6 de novembro de 2022, 8h00

Segundo a orientação do Superior Tribunal de Justiça (STJ) — consolidada em sua Súmula 461 —, cabe ao contribuinte vitorioso em mandado de segurança individual que objetiva "declarar o seu direito de compensar" definir como concretizar a decisão judicial que, mesmo anomalamente, constitua obrigação de pagar quantia certa pela fazenda pública, se por meio de compensação ou pela via da restituição em espécie por precatório [1].

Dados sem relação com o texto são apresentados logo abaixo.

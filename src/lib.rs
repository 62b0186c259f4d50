//! # semantic-harvester
//!
//! Fetches web pages and summarises each one by its most frequent
//! non-trivial words.
//!
//! For every URL the page is downloaded, scripts, styles and navigation
//! chrome are stripped, the language is guessed from the alphabet, and the
//! remaining words are counted against a stopword list. Results are written
//! to a JSON file.
//!
//! ## Quick Start
//!
//! ```rust
//! use semantic_harvester::{detect_language, extract_text, Language};
//!
//! let html = r#"<html><body><nav>Menu</nav><p>Привет мир</p></body></html>"#;
//!
//! let text = extract_text(html);
//! assert_eq!(text, "Привет мир");
//! assert_eq!(detect_language(&text), Language::Russian);
//! ```
//!
//! ## Pipeline
//!
//! - **Fetch**: one GET per URL with a timeout and a desktop-browser user agent
//! - **Extract**: drop `script`, `style`, `meta`, `link`, `footer`, `nav`, `header`
//! - **Detect**: Cyrillic letters mean Russian, anything else English
//! - **Rank**: top words by count after stopword and length filtering
//!
//! Sites are processed one after another. A failing site is reported and
//! skipped; it never aborts the run.

mod error;
mod extract;
mod language;
mod options;
mod result;

/// DOM operations adapter over `dom_query`.
pub mod dom;

/// Character encoding detection and transcoding.
pub mod encoding;

/// Tokenization, stopwords and keyword ranking.
pub mod analyzer;

/// HTTP page download.
pub mod fetch;

/// Per-URL pipeline driver.
pub mod harvest;

/// JSON persistence of result sets.
pub mod persist;

/// Diagnostic logging setup.
pub mod logging;

use std::io::Write;
use std::sync::Arc;

// Public API - re-exports
pub use analyzer::{KeywordAnalyzer, LinguisticResources};
pub use error::{Error, FetchError, Result};
pub use extract::{collapse_whitespace, extract_text, NON_CONTENT_TAGS};
pub use fetch::{HttpFetcher, PageSource};
pub use harvest::{Harvester, SiteOutcome};
pub use language::{detect_language, Language};
pub use options::{Options, DEFAULT_OUTPUT_FILE, DEFAULT_USER_AGENT};
pub use result::{Keyword, ResultSet, SiteResult};

/// Loads stopword data according to `options`.
///
/// Uses `options.stopwords_dir` when set, the bundled lists otherwise.
///
/// # Errors
///
/// Returns [`Error::MissingResource`] when the data cannot be loaded.
pub fn load_resources(options: &Options) -> Result<LinguisticResources> {
    match &options.stopwords_dir {
        Some(dir) => LinguisticResources::from_dir(dir),
        None => LinguisticResources::bundled(),
    }
}

/// Harvests `urls` over HTTP and saves the results to
/// `options.output_path`.
///
/// Linguistic resources are loaded before the first request, so a missing
/// stopword list fails the call without touching the network. Progress
/// lines are written to `out`.
///
/// Returns the collected results; the file is only written when at least
/// one site succeeded.
///
/// # Errors
///
/// Returns an error for an empty URL list, missing linguistic resources,
/// HTTP client setup failure, or a failure to write the results.
/// Individual sites failing is not an error.
pub fn harvest<U: AsRef<str>>(urls: &[U], options: &Options, out: &mut dyn Write) -> Result<ResultSet> {
    if urls.is_empty() {
        return Err(Error::NoUrls);
    }

    let resources = Arc::new(load_resources(options)?);
    let analyzer = KeywordAnalyzer::new(resources, options);
    let fetcher = HttpFetcher::new(options)?;
    let harvester = Harvester::new(fetcher, analyzer, options.clone());

    let results = harvester.run(urls, out)?;
    harvester.finish(&results, &options.output_path, out)?;
    Ok(results)
}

A legitimidade dessa opção foi tratada em artigo da lavra de Danilo Monteiro de Casto e Vanessa Damasceno Rosa de Spina, veiculado nesta coluna e em que os autores afirmaram que "a Súmula 213 do STJ há muito reconhece que o mandado de segurança é a via adequada para se declarar o direito à compensação, assim como a Súmula 461 da mesma Corte reconhece que cabe ao contribuinte escolher a forma como pretende receber o indébito tributário reconhecido por sentença declaratória, se por precatório ou por compensação" [2].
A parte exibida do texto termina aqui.